→ **Assignment**:
Reproduce, exactly and in full, only the lines below from the one containing "use std::collections::BTreeSet;" through the one containing "all stored quads".

(Beginning of Working data)

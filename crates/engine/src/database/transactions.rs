//! Retry policy for closure transactions
//!
//! A transaction that fails with an isolation conflict saw a store that
//! changed under it. Running the whole closure again on a fresh transaction
//! is the only recovery, so conflicts are retried with exponential backoff.

use std::time::Duration;

/// Configuration for retrying conflicted transactions
///
/// # Example
/// ```ignore
/// let config = RetryConfig::new().with_max_retries(5).with_max_delay_ms(200);
/// db.transaction_with_retry(config, |conn| {
///     let seen = conn.size(&QuadPattern::any())?;
///     conn.add_statement(counter_quad(seen))
/// })?;
/// ```
#[derive(Debug, Clone)]
pub struct RetryConfig {
    /// Maximum number of retry attempts (0 = no retries)
    pub max_retries: usize,
    /// Base delay between retries in milliseconds, doubled per attempt
    pub base_delay_ms: u64,
    /// Upper bound on any single delay in milliseconds
    pub max_delay_ms: u64,
}

impl Default for RetryConfig {
    fn default() -> Self {
        Self {
            max_retries: 3,
            base_delay_ms: 10,
            max_delay_ms: 100,
        }
    }
}

impl RetryConfig {
    /// Create a new RetryConfig with default values
    pub fn new() -> Self {
        Self::default()
    }

    /// A single attempt, conflicts are returned to the caller
    pub fn no_retry() -> Self {
        Self {
            max_retries: 0,
            ..Default::default()
        }
    }

    /// Set maximum number of retries
    pub fn with_max_retries(mut self, max_retries: usize) -> Self {
        self.max_retries = max_retries;
        self
    }

    /// Set base delay for exponential backoff
    pub fn with_base_delay_ms(mut self, base_delay_ms: u64) -> Self {
        self.base_delay_ms = base_delay_ms;
        self
    }

    /// Set maximum delay between retries
    pub fn with_max_delay_ms(mut self, max_delay_ms: u64) -> Self {
        self.max_delay_ms = max_delay_ms;
        self
    }

    /// Backoff before retry number `attempt` (zero based)
    pub(crate) fn calculate_delay(&self, attempt: usize) -> Duration {
        // 1 << 63 is the largest multiplier that fits in u64
        let multiplier = 1u64 << attempt.min(63);
        let delay_ms = self.base_delay_ms.saturating_mul(multiplier);
        Duration::from_millis(delay_ms.min(self.max_delay_ms))
    }
}
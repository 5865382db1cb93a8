//! In-memory quad store
//!
//! Reference backend used by tests, benchmarks and embedders without a
//! persistent store.
//!
//! # Design
//!
//! - Quads: `BTreeSet` behind a `parking_lot::RwLock`, deterministic order
//! - Namespaces: `DashMap`, lock-free reads
//! - Connections write straight into the shared state and keep an undo
//!   journal; `commit` drops the journal, `rollback` replays it in reverse
//!
//! Uncommitted writes are therefore visible to other connections. The
//! isolation layer above never lets a second transaction read while one is
//! flushing, so this is acceptable for the intended use.

use crate::evaluate::{Evaluator, QuadSource};
use dashmap::DashMap;
use optimist_core::{
    Backend, BackendConnection, BindingIter, BindingSet, Dataset, Namespace, Quad, QuadIter,
    QuadPattern, StoreResult, Term, TupleExpr,
};
use parking_lot::RwLock;
use rustc_hash::FxHashSet;
use std::collections::BTreeSet;
use std::sync::atomic::{AtomicU64, Ordering};
use std::sync::Arc;
use tracing::{debug, trace};

#[derive(Debug, Default)]
struct QuadTable {
    quads: BTreeSet<Quad>,
}

impl QuadSource for QuadTable {
    fn matching(&self, pattern: &QuadPattern) -> Vec<Quad> {
        self.quads
            .iter()
            .filter(|q| pattern.matches(q))
            .cloned()
            .collect()
    }
}

#[derive(Debug, Default)]
struct StoreState {
    quads: RwLock<QuadTable>,
    namespaces: DashMap<String, String>,
    /// Count of committed units of work that changed something
    version: AtomicU64,
    /// Count of quads written through `add_quad`
    writes: AtomicU64,
}

/// Shared in-memory quad store
///
/// Cheap to clone; clones share the same data.
#[derive(Debug, Clone, Default)]
pub struct MemoryStore {
    state: Arc<StoreState>,
}

impl MemoryStore {
    /// Empty store
    pub fn new() -> Self {
        Self::default()
    }

    /// Store preloaded with quads
    pub fn with_quads(quads: impl IntoIterator<Item = Quad>) -> Self {
        let store = Self::new();
        store.state.quads.write().quads.extend(quads);
        store
    }

    /// Number of quads currently stored
    pub fn len(&self) -> usize {
        self.state.quads.read().quads.len()
    }

    /// True if no quads are stored
    pub fn is_empty(&self) -> bool {
        self.len() == 0
    }

    /// True if the exact quad is stored
    pub fn contains(&self, quad: &Quad) -> bool {
        self.state.quads.read().quads.contains(quad)
    }

    /// Snapshot of all stored quads
    pub fn quads(&self) -> Vec<Quad> {
        self.state.quads.read().quads.iter().cloned().collect()
    }

    /// Number of committed units of work that changed the store
    pub fn version(&self) -> u64 {
        self.state.version.load(Ordering::Acquire)
    }

    /// Number of quads ever written through a connection's `add_quad`
    pub fn write_count(&self) -> u64 {
        self.state.writes.load(Ordering::Relaxed)
    }
}

impl Backend for MemoryStore {
    fn connection(&self) -> StoreResult<Box<dyn BackendConnection>> {
        Ok(Box::new(MemoryConnection {
            state: Arc::clone(&self.state),
            journal: Vec::new(),
        }))
    }
}

#[derive(Debug)]
enum Undo {
    Added(Quad),
    Removed(Quad),
    Namespace {
        prefix: String,
        previous: Option<String>,
    },
}

/// Connection to a [`MemoryStore`]
#[derive(Debug)]
pub struct MemoryConnection {
    state: Arc<StoreState>,
    journal: Vec<Undo>,
}

impl MemoryConnection {
    fn record_namespace(&mut self, prefix: &str, previous: Option<String>) {
        self.journal.push(Undo::Namespace {
            prefix: prefix.to_string(),
            previous,
        });
    }
}

impl BackendConnection for MemoryConnection {
    fn add_quad(&mut self, quad: &Quad) -> StoreResult<()> {
        self.state.writes.fetch_add(1, Ordering::Relaxed);
        if self.state.quads.write().quads.insert(quad.clone()) {
            self.journal.push(Undo::Added(quad.clone()));
        }
        Ok(())
    }

    fn remove_quads(&mut self, pattern: &QuadPattern) -> StoreResult<()> {
        let mut table = self.state.quads.write();
        let doomed = table.matching(pattern);
        for quad in doomed {
            table.quads.remove(&quad);
            self.journal.push(Undo::Removed(quad));
        }
        Ok(())
    }

    fn get_quads(&self, pattern: &QuadPattern, _include_inferred: bool) -> StoreResult<QuadIter> {
        let quads = self.state.quads.read().matching(pattern);
        Ok(Box::new(quads.into_iter().map(Ok)))
    }

    fn size(&self, pattern: &QuadPattern) -> StoreResult<u64> {
        let table = self.state.quads.read();
        Ok(table.quads.iter().filter(|q| pattern.matches(q)).count() as u64)
    }

    fn evaluate(
        &self,
        plan: &TupleExpr,
        dataset: Option<&Dataset>,
        bindings: &BindingSet,
        _include_inferred: bool,
    ) -> StoreResult<BindingIter> {
        let rows = {
            let table = self.state.quads.read();
            Evaluator::new(&*table, dataset).solutions(plan, bindings)
        };
        trace!(target: "optimist::store", rows = rows.len(), "Evaluated plan");
        Ok(Box::new(rows.into_iter().map(Ok)))
    }

    fn namespaces(&self) -> StoreResult<Vec<Namespace>> {
        let mut namespaces: Vec<Namespace> = self
            .state
            .namespaces
            .iter()
            .map(|entry| Namespace::new(entry.key().clone(), entry.value().clone()))
            .collect();
        namespaces.sort();
        Ok(namespaces)
    }

    fn namespace(&self, prefix: &str) -> StoreResult<Option<String>> {
        Ok(self.state.namespaces.get(prefix).map(|v| v.value().clone()))
    }

    fn set_namespace(&mut self, prefix: &str, name: &str) -> StoreResult<()> {
        let previous = self
            .state
            .namespaces
            .insert(prefix.to_string(), name.to_string());
        self.record_namespace(prefix, previous);
        Ok(())
    }

    fn remove_namespace(&mut self, prefix: &str) -> StoreResult<()> {
        if let Some((_, previous)) = self.state.namespaces.remove(prefix) {
            self.record_namespace(prefix, Some(previous));
        }
        Ok(())
    }

    fn clear_namespaces(&mut self) -> StoreResult<()> {
        let prefixes: Vec<String> = self
            .state
            .namespaces
            .iter()
            .map(|entry| entry.key().clone())
            .collect();
        for prefix in prefixes {
            self.remove_namespace(&prefix)?;
        }
        Ok(())
    }

    fn context_ids(&self) -> StoreResult<Vec<Term>> {
        let table = self.state.quads.read();
        let mut seen = FxHashSet::default();
        Ok(table
            .quads
            .iter()
            .filter_map(|q| q.context.clone())
            .filter(|ctx| seen.insert(ctx.clone()))
            .collect())
    }

    fn commit(&mut self) -> StoreResult<()> {
        if !self.journal.is_empty() {
            self.state.version.fetch_add(1, Ordering::AcqRel);
            debug!(target: "optimist::store", changes = self.journal.len(), "Backend commit");
        }
        self.journal.clear();
        Ok(())
    }

    fn rollback(&mut self) -> StoreResult<()> {
        if self.journal.is_empty() {
            return Ok(());
        }
        debug!(target: "optimist::store", changes = self.journal.len(), "Backend rollback");
        let mut table = self.state.quads.write();
        for undo in self.journal.drain(..).rev() {
            match undo {
                Undo::Added(quad) => {
                    table.quads.remove(&quad);
                }
                Undo::Removed(quad) => {
                    table.quads.insert(quad);
                }
                Undo::Namespace { prefix, previous } => match previous {
                    Some(name) => {
                        self.state.namespaces.insert(prefix, name);
                    }
                    None => {
                        self.state.namespaces.remove(&prefix);
                    }
                },
            }
        }
        Ok(())
    }

    fn close(&mut self) -> StoreResult<()> {
        self.rollback()
    }
}

impl Drop for MemoryConnection {
    fn drop(&mut self) {
        let _ = self.rollback();
    }
}

#[cfg(test)]
mod tests {
    use super::*;

    fn q(s: &str, o: &str, ctx: Option<&str>) -> Quad {
        Quad {
            subject: Term::iri(s),
            predicate: Term::iri("urn:p"),
            object: Term::literal(o),
            context: ctx.map(Term::iri),
        }
    }

    #[test]
    fn test_commit_keeps_writes() {
        let store = MemoryStore::new();
        let mut conn = store.connection().unwrap();
        conn.add_quad(&q("urn:a", "x", None)).unwrap();
        conn.commit().unwrap();
        drop(conn);
        assert!(store.contains(&q("urn:a", "x", None)));
        assert_eq!(store.version(), 1);
        assert_eq!(store.write_count(), 1);
    }

    #[test]
    fn test_rollback_restores_quads_and_namespaces() {
        let store = MemoryStore::with_quads(vec![q("urn:a", "x", None)]);
        let mut seed = store.connection().unwrap();
        seed.set_namespace("ex", "urn:ex#").unwrap();
        seed.commit().unwrap();

        let mut conn = store.connection().unwrap();
        conn.remove_quads(&QuadPattern::any()).unwrap();
        conn.add_quad(&q("urn:b", "y", Some("urn:g"))).unwrap();
        conn.set_namespace("ex", "urn:other#").unwrap();
        conn.set_namespace("new", "urn:new#").unwrap();
        conn.rollback().unwrap();

        assert_eq!(store.quads(), vec![q("urn:a", "x", None)]);
        assert_eq!(
            conn.namespaces().unwrap(),
            vec![Namespace::new("ex", "urn:ex#")]
        );
    }

    #[test]
    fn test_drop_rolls_back() {
        let store = MemoryStore::new();
        {
            let mut conn = store.connection().unwrap();
            conn.add_quad(&q("urn:a", "x", None)).unwrap();
        }
        assert!(store.is_empty());
    }

    #[test]
    fn test_context_ids_and_clear() {
        let store = MemoryStore::with_quads(vec![
            q("urn:a", "x", Some("urn:g1")),
            q("urn:b", "y", Some("urn:g2")),
            q("urn:c", "z", None),
        ]);
        let mut conn = store.connection().unwrap();
        assert_eq!(conn.context_ids().unwrap().len(), 2);

        conn.clear(&[Some(Term::iri("urn:g1"))]).unwrap();
        conn.commit().unwrap();
        assert_eq!(conn.size(&QuadPattern::any()).unwrap(), 2);
        assert_eq!(conn.context_ids().unwrap(), vec![Term::iri("urn:g2")]);
    }
}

(End of Working data)

→ **Response below**:
use std::collections::BTreeSet;
use std::sync::atomic::{AtomicU64, Ordering};
use std::sync::Arc;
use tracing::{debug, trace};

#[derive(Debug, Default)]
struct QuadTable {
    quads: BTreeSet<Quad>,
}

impl QuadSource for QuadTable {
    fn matching(&self, pattern: &QuadPattern) -> Vec<Quad> {
        self.quads
            .iter()
            .filter(|q| pattern.matches(q))
            .cloned()
            .collect()
    }
}

#[derive(Debug, Default)]
struct StoreState {
    quads: RwLock<QuadTable>,
    namespaces: DashMap<String, String>,
    /// Count of committed units of work that changed something
    version: AtomicU64,
    /// Count of quads written through `add_quad`
    writes: AtomicU64,
}

/// Shared in-memory quad store
///
/// Cheap to clone; clones share the same data.
#[derive(Debug, Clone, Default)]
pub struct MemoryStore {
    state: Arc<StoreState>,
}

impl MemoryStore {
    /// Empty store
    pub fn new() -> Self {
        Self::default()
    }

    /// Store preloaded with quads
    pub fn with_quads(quads: impl IntoIterator<Item = Quad>) -> Self {
        let store = Self::new();
        store.state.quads.write().quads.extend(quads);
        store
    }

    /// Number of quads currently stored
    pub fn len(&self) -> usize {
        self.state.quads.read().quads.len()
    }

    /// True if no quads are stored
    pub fn is_empty(&self) -> bool {
        self.len() == 0
    }

    /// True if the exact quad is stored
    pub fn contains(&self, quad: &Quad) -> bool {
        self.state.quads.read().quads.contains(quad)
    }

    /// Snapshot of all stored quads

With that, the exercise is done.